The State of Qatar has made significant progress in treating children with hereditary spinal muscular dystrophy. The latest innovative gene therapy, costing $ 2.1 million, has been introduced at Hamad Medical Corporation.

This genetic disease is one of the most common causes of death of children under the age of two, and symptoms include weakness and atrophy of the muscles of the muscles, breathing muscles and swallowing. The patient is treated with only one dose of the new treatment and then completes the planned treatment program for such cases at Hamad Foundation according to an advanced international treatment protocol.

Qatar is the second to use this innovative gene therapy outside North America, free of charge for sick Qatari children, according to a statement from the Hamad Wasl Foundation.

Dr. Abdullah Al Ansari, Acting Chief Medical Officer at Hamad Foundation, said that the use of this new drug shortly after six months of its international adoption and use in the United States is a remarkable development in the Foundation's efforts to provide the latest treatments in the world to its patients, and keep abreast of global developments in the medical and therapeutic field.

Great support
Dr. Tawfiq Bin Omran, Senior Consultant and Head of the Department of Genetic Diseases and Metabolism at Hamad Foundation "This disease can be prevented by genetic testing before marriage as well as through genetic diagnosis before implantation through IVF technique, in case of a family history."

He explained that this highly sophisticated treatment depends on giving the proper gene through the vectors of muscle atrophy, by injecting the sick child intravenously only once, so that then works to improve the response of motor neurons of the child, and the dose of treatment is determined by the patient's weight.

For his part, d.
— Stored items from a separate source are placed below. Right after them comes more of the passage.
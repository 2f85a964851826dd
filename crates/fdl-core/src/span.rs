// Dweve FDL - Flat Data Language
//
// Copyright (c) 2025 Dweve IP B.V. and individual contributors.
//
// SPDX-License-Identifier: Apache-2.0
//
// Licensed under the Apache License, Version 2.0 (the "License");
// you may not use this file except in compliance with the License.
// You may obtain a copy of the License in the LICENSE file at the
// root of this repository or at: http://www.apache.org/licenses/LICENSE-2.0
//
// Unless required by applicable law or agreed to in writing, software
// distributed under the License is distributed on an "AS IS" BASIS,
// WITHOUT WARRANTIES OR CONDITIONS OF ANY KIND, either express or implied.
// See the License for the specific language governing permissions and
// limitations under the License.

//! Positional extraction shared by every schema node.
//!
//! A [`Span`] carries the settings common to all node kinds: an optional
//! name, the start/length window into a record, and the cleanup settings
//! (trimming, malformed-character substitution, escape removal). Spans are
//! built once at schema-compile time and shared read-only across concurrent
//! parses.
//!
//! Offsets are measured in characters, not bytes, so fixed-position schemas
//! behave the same for ASCII extracts and for re-encoded text.

use std::borrow::Cow;

/// Replacement for characters that are not legal in XML output.
pub const REPLACEMENT_CHAR: char = '?';

/// Compiled positional settings of one schema node.
#[derive(Debug, Clone)]
pub struct Span {
    name: String,
    start: usize,
    length: Option<usize>,
    trim: bool,
    replace_malformed: bool,
    escape: Option<char>,
}

impl Span {
    /// Build a span. `start` is 0-based; `length` of `None` extends to the
    /// end of the record.
    pub fn new(
        name: impl Into<String>,
        start: usize,
        length: Option<usize>,
        trim: bool,
        replace_malformed: bool,
        escape: Option<char>,
    ) -> Self {
        Self {
            name: name.into(),
            start,
            length,
            trim,
            replace_malformed,
            escape,
        }
    }

    /// A nameless span covering the whole record, with default cleanup.
    pub fn whole() -> Self {
        Self::new("", 0, None, true, false, None)
    }

    /// The node name; empty for anonymous wrapper nodes.
    #[inline]
    pub fn name(&self) -> &str {
        &self.name
    }

    #[inline]
    pub fn start(&self) -> usize {
        self.start
    }

    #[inline]
    pub fn length(&self) -> Option<usize> {
        self.length
    }

    #[inline]
    pub fn trim(&self) -> bool {
        self.trim
    }

    #[inline]
    pub fn replace_malformed(&self) -> bool {
        self.replace_malformed
    }

    #[inline]
    pub fn escape(&self) -> Option<char> {
        self.escape
    }

    /// Extract the configured window out of a record.
    ///
    /// With no start offset and no length the whole record is returned, which
    /// is what separator-indexed nodes rely on. A record shorter than the
    /// start offset yields an empty slice; a window reaching past the end is
    /// clipped to the record. The result is always a borrowed view.
    pub fn extract<'a>(&self, record: &'a str) -> &'a str {
        if self.start == 0 && self.length.is_none() {
            return record;
        }

        if record.is_ascii() {
            // Byte offsets and char offsets coincide.
            if record.len() < self.start {
                return "";
            }
            let end = match self.length {
                Some(len) => record.len().min(self.start + len),
                None => record.len(),
            };
            return &record[self.start..end];
        }

        let char_count = record.chars().count();
        if char_count < self.start {
            return "";
        }
        let end = match self.length {
            Some(len) => char_count.min(self.start + len),
            None => char_count,
        };
        let begin_byte = byte_offset(record, self.start);
        let end_byte = byte_offset(record, end);
        &record[begin_byte..end_byte]
    }
}

/// Byte offset of the `n`-th character; the string length when `n` is past
/// the last character.
fn byte_offset(s: &str, n: usize) -> usize {
    s.char_indices()
        .nth(n)
        .map(|(idx, _)| idx)
        .unwrap_or(s.len())
}

/// True for code points that XML 1.0 forbids in character data: C0 controls
/// other than TAB/LF/CR and the noncharacters U+FFFE/U+FFFF. Surrogates and
/// values past U+10FFFF cannot occur in a `char`.
#[inline]
fn is_malformed(c: char) -> bool {
    (c <= '\u{0008}')
        || c == '\u{000B}'
        || c == '\u{000C}'
        || ('\u{000E}'..='\u{001F}').contains(&c)
        || c == '\u{FFFE}'
        || c == '\u{FFFF}'
}

/// Replace XML-illegal characters with [`REPLACEMENT_CHAR`].
///
/// Borrows the input unchanged when nothing needs replacing.
pub(crate) fn replace_malformed_chars(input: &str) -> Cow<'_, str> {
    if !input.chars().any(is_malformed) {
        return Cow::Borrowed(input);
    }
    Cow::Owned(
        input
            .chars()
            .map(|c| if is_malformed(c) { REPLACEMENT_CHAR } else { c })
            .collect(),
    )
}

/// Remove escape markers, keeping the characters they escape.
///
/// Each occurrence of `escape` is dropped and the following character is
/// kept verbatim, so a doubled escape collapses to a single literal escape
/// character and an escaped separator survives as the bare separator. A
/// trailing unpaired escape is dropped.
pub(crate) fn strip_escapes(input: &str, escape: char) -> Cow<'_, str> {
    if !input.contains(escape) {
        return Cow::Borrowed(input);
    }
    let mut out = String::with_capacity(input.len());
    let mut chars = input.chars();
    while let Some(c) = chars.next() {
        if c == escape {
            if let Some(next) = chars.next() {
                out.push(next);
            }
        } else {
            out.push(c);
        }
    }
    Cow::Owned(out)
}

#[cfg(test)]
mod tests {
    use super::*;

    fn span(start: usize, length: Option<usize>) -> Span {
        Span::new("f", start, length, true, false, None)
    }

    // ==================== extract tests ====================

    #[test]
    fn test_extract_whole_when_unpositioned() {
        let s = Span::new("f", 0, None, true, false, None);
        assert_eq!(s.extract("abcdef"), "abcdef");
    }

    #[test]
    fn test_extract_start_and_length() {
        // start=2,length=3 in 1-based configuration terms.
        assert_eq!(span(1, Some(3)).extract("abcdef"), "bcd");
    }

    #[test]
    fn test_extract_record_shorter_than_start() {
        assert_eq!(span(10, Some(3)).extract("abc"), "");
    }

    #[test]
    fn test_extract_window_clipped_to_record() {
        assert_eq!(span(4, Some(10)).extract("abcdef"), "ef");
    }

    #[test]
    fn test_extract_length_unset_runs_to_end() {
        assert_eq!(span(2, None).extract("abcdef"), "cdef");
    }

    #[test]
    fn test_extract_start_equals_length() {
        assert_eq!(span(3, Some(2)).extract("abc"), "");
    }

    #[test]
    fn test_extract_multibyte_offsets_are_chars() {
        assert_eq!(span(1, Some(2)).extract("äöüß"), "öü");
    }

    #[test]
    fn test_extract_multibyte_shorter_than_start() {
        assert_eq!(span(5, Some(1)).extract("äöü"), "");
    }

    // ==================== malformed replacement tests ====================

    #[test]
    fn test_replace_malformed_controls() {
        let cleaned = replace_malformed_chars("a\u{0001}b\u{000C}c");
        assert_eq!(cleaned, "a?b?c");
    }

    #[test]
    fn test_replace_malformed_keeps_tab_lf_cr() {
        let input = "a\tb\nc\rd";
        let cleaned = replace_malformed_chars(input);
        assert_eq!(cleaned, input);
        assert!(matches!(cleaned, Cow::Borrowed(_)));
    }

    #[test]
    fn test_replace_malformed_noncharacters() {
        assert_eq!(replace_malformed_chars("x\u{FFFF}y"), "x?y");
    }

    // ==================== escape removal tests ====================

    #[test]
    fn test_strip_escapes_separator() {
        assert_eq!(strip_escapes("a\\;b", '\\'), "a;b");
    }

    #[test]
    fn test_strip_escapes_doubled() {
        assert_eq!(strip_escapes("a\\\\b", '\\'), "a\\b");
    }

    #[test]
    fn test_strip_escapes_untouched_borrows() {
        let out = strip_escapes("plain", '\\');
        assert!(matches!(out, Cow::Borrowed(_)));
    }

    #[test]
    fn test_strip_escapes_trailing_marker_dropped() {
        assert_eq!(strip_escapes("ab\\", '\\'), "ab");
    }
}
Abdullah Al-Houthi, deputy head of the pediatric department at Hamad General Hospital, said that Qatar (thankfully) is one of the few countries that has started using this innovative gene therapy after its recent adoption by the US Food and Drug Administration.

For his part, said d. Khalid Al-Laithi, Consultant and Head of Pediatric Intensive Care at Hamad Hospital and Al Wakra Hospital, has successfully administered the new dose of gene therapy to two patients with hereditary spinal muscular dystrophy, aged 17 and 18 months. Before the emergence of the new highly developed treatment given to them, the patient had to take repeated doses of the drug in the spinal cord area at certain periods of life, so the importance of the new treatment comes from being more effective, safer and less Strain on the patient.